Provenance
From the artist to James F. Sutton [d. 1915], New York; by inheritance to his wife; (Sutton sale, American Art Association, New York, 26 October 1933, no. 48); purchased by Chester Dale [1882-1962], New York; bequest 1963 to NGA.
Accession Number
1963.10.177
Medium
oil on canvas
Dimensions
overall: 73.4 x 100.5 cm (28 7/8 x 39 9/16 in.) | framed: 100.3 x 127.6 x 9.5 cm (39 1/2 x 50 1/4 x 3 3/4 in.)
Classification
Painting
Credit Line
Chester Dale Collection
Tags
Painting Impressionist & Modern (1851–1900) Oil Painting Canvas French
Background & Context
Background Story
Banks of the Seine, Vétheuil (1880) dates from the period when Monet lived in Vétheuil (1878-1881).a period of personal difficulty that produced some of his most powerful landscape painting. After leaving Argenteuil in 1878, Monet moved to Vétheuil, a small village on the Seine northwest of Paris, where he lived with Camille (who died in 1879) and the Hoschedé family in difficult circumstances.

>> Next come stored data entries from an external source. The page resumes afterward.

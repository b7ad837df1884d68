use std::time::Duration;

use futures_util::StreamExt;
use reqwest::Client;
use tracing::debug;
use zigomar_proto::error::SourceError;
use zigomar_proto::icy::{parse_icy, parse_stream_title, IcyDemuxer};
use zigomar_proto::merge::{SourceReport, SourceResult, TrackPatch};
use zigomar_proto::model::Fallback;

use super::request_error;

/// Open the stream with `Icy-MetaData: 1`, read up to the first metadata
/// block, and hang up.  The whole exchange is bounded by `deadline`; the
/// connection is dropped on every path.
pub async fn probe_stream_tags(
    client: &Client,
    url: &str,
    deadline: Duration,
    fallback: &Fallback,
) -> SourceResult {
    let stream_title = tokio::time::timeout(deadline, first_stream_title(client, url))
        .await
        .map_err(|_| SourceError::Timeout(deadline.as_millis() as u64))??;

    let mut track = TrackPatch::default();
    if let Some(raw) = stream_title {
        let (title, artist) = parse_icy(&raw);
        track.title = title;
        track.artist = artist;
        if !track.is_empty() {
            track.artwork = Some(fallback.logo_url.clone());
        }
    }
    Ok(SourceReport::StreamTags { track })
}

async fn first_stream_title(client: &Client, url: &str) -> Result<Option<String>, SourceError> {
    let resp = client
        .get(url)
        .header("Icy-MetaData", "1")
        .send()
        .await
        .map_err(request_error)?;

    let status = resp.status();
    if !status.is_success() {
        return Err(SourceError::Status(status.as_u16()));
    }

    let metaint = resp
        .headers()
        .get("icy-metaint")
        .and_then(|v| v.to_str().ok())
        .and_then(|v| v.trim().parse::<usize>().ok())
        .filter(|n| *n > 0);
    let Some(metaint) = metaint else {
        debug!("icy probe: {} sent no icy-metaint", url);
        return Ok(None);
    };

    let mut demux = IcyDemuxer::new(metaint);
    let mut body = resp.bytes_stream();
    while let Some(chunk) = body.next().await {
        let chunk = chunk.map_err(request_error)?;
        if let Some(block) = demux.push(&chunk).into_iter().next() {
            debug!(
                "icy probe: metadata after {} audio bytes",
                demux.audio_bytes()
            );
            return Ok(parse_stream_title(&block));
        }
        if demux.past_first_block() {
            debug!("icy probe: {} first metadata slot was empty", url);
            return Ok(None);
        }
    }
    Ok(None)
}

#[cfg(test)]
mod tests {
    use super::*;
    use crate::sources::{build_client, testing};
    use axum::body::Body;
    use axum::http::header::CONTENT_TYPE;
    use axum::http::HeaderMap;
    use axum::response::{IntoResponse, Response};
    use axum::routing::get;
    use axum::Router;

    const METAINT: usize = 16;

    fn icy_body(title: &str) -> Vec<u8> {
        let mut meta = format!("StreamTitle='{}';", title).into_bytes();
        let padded = meta.len().div_ceil(16) * 16;
        meta.resize(padded, 0);

        let mut body = vec![0u8; METAINT];
        body.push((padded / 16) as u8);
        body.extend(meta);
        body.extend(vec![0u8; METAINT]);
        body
    }

    async fn icy_stream(headers: HeaderMap) -> Response {
        if headers.get("icy-metadata").map(|v| v.as_bytes()) != Some(b"1") {
            return (axum::http::StatusCode::BAD_REQUEST, "no icy").into_response();
        }
        Response::builder()
            .header(CONTENT_TYPE, "audio/mpeg")
            .header("icy-metaint", METAINT.to_string())
            .body(Body::from(icy_body("Lotfi Bouchnak - Ya Lella")))
            .unwrap()
    }

    #[tokio::test]
    async fn test_probe_reads_first_stream_title() {
        let base = testing::serve(Router::new().route("/mount", get(icy_stream))).await;
        let client = build_client().unwrap();
        let fb = Fallback::default();

        let report = probe_stream_tags(&client, &format!("{}/mount", base), Duration::from_secs(5), &fb)
            .await
            .unwrap();
        let SourceReport::StreamTags { track } = report else {
            panic!("unexpected report");
        };
        assert_eq!(track.artist.as_deref(), Some("Lotfi Bouchnak"));
        assert_eq!(track.title.as_deref(), Some("Ya Lella"));
        assert_eq!(track.artwork.as_deref(), Some(fb.logo_url.as_str()));
    }

    #[tokio::test]
    async fn test_probe_without_metaint_settles_empty() {
        let base = testing::serve(Router::new().route(
            "/mount",
            get(|| async { ([(CONTENT_TYPE, "audio/mpeg")], vec![0u8; 64]) }),
        ))
        .await;
        let client = build_client().unwrap();

        let report = probe_stream_tags(
            &client,
            &format!("{}/mount", base),
            Duration::from_secs(5),
            &Fallback::default(),
        )
        .await
        .unwrap();
        let SourceReport::StreamTags { track } = report else {
            panic!("unexpected report");
        };
        assert!(track.is_empty());
        assert!(track.artwork.is_none());
    }

    #[tokio::test]
    async fn test_stream_tags_hang_up_after_empty_first_slot() {
        // Empty first slot, then audio that never ends.
        async fn endless() -> Response {
            let mut head = vec![0u8; METAINT];
            head.push(0);
            let first = futures_util::stream::iter([Ok::<_, std::io::Error>(head)]);
            let audio = futures_util::stream::repeat_with(|| Ok::<_, std::io::Error>(vec![0u8; 1024]));
            Response::builder()
                .header("icy-metaint", METAINT.to_string())
                .body(Body::from_stream(first.chain(audio)))
                .unwrap()
        }
        let base = testing::serve(Router::new().route("/mount", get(endless))).await;
        let client = build_client().unwrap();

        let report = probe_stream_tags(
            &client,
            &format!("{}/mount", base),
            Duration::from_secs(5),
            &Fallback::default(),
        )
        .await
        .unwrap();
        let SourceReport::StreamTags { track } = report else {
            panic!("unexpected report");
        };
        assert!(track.is_empty());
    }

    #[tokio::test]
    async fn test_probe_times_out_on_silent_stream() {
        // Headers arrive, then the body never produces a byte.
        async fn silent() -> Response {
            let stream = futures_util::stream::pending::<Result<Vec<u8>, std::io::Error>>();
            Response::builder()
                .header("icy-metaint", "16")
                .body(Body::from_stream(stream))
                .unwrap()
        }
        let base = testing::serve(Router::new().route("/mount", get(silent))).await;
        let client = build_client().unwrap();

        let err = probe_stream_tags(
            &client,
            &format!("{}/mount", base),
            Duration::from_millis(200),
            &Fallback::default(),
        )
        .await
        .unwrap_err();
        assert_eq!(err, SourceError::Timeout(200));
    }
}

The Seine at Vétheuil—wider and more rural than at Argenteuil—provided subjects that were less suburban and more natural than his previous work. The year 1880 finds Monet navigating personal loss and professional uncertainty: Camille's death in September 1879 was devastating, and Monet's painting during this period alternates between grief-driven intensity and the professional discipline that sustained his career. The Banks of the Seine at Vétheuil likely depicts the landscape Monet could see from his house on the riverbank—a familiar, everyday subject that the act of painting transformed into something more. His handling of the riverbank—its vegetation, its geology, and the water's edge where land meets river—demonstrates the perceptual precision that always characterized his best work, even under emotional duress. The painting's chromatic range—likely more restrained than the brilliant Argenteuil paintings—reflects the period's somber mood while maintaining the technical standards his dealers and collectors expected.
Cultural Impact
Monet's Vétheuil paintings influenced how the upper Seine was represented in art, establishing visual conventions for the river's more rural reaches. The paintings influenced later French landscape painters who similarly sought the Seine's quieter sections rather than the suburban subjects that had dominated Impressionist river painting. The Vétheuil period influenced how Monet's artistic development was understood, revealing how personal crisis could deepen rather than destroy artistic practice.
Why It Matters
This painting matters because it demonstrates how an artist can maintain professional discipline through personal crisis. The Banks of the Seine at Vétheuil, painted during one of the most difficult periods of Monet's life, achieves a beauty that contradicts the circumstances of its creation—arguing for art's power to transcend suffering through the discipline of attentive looking.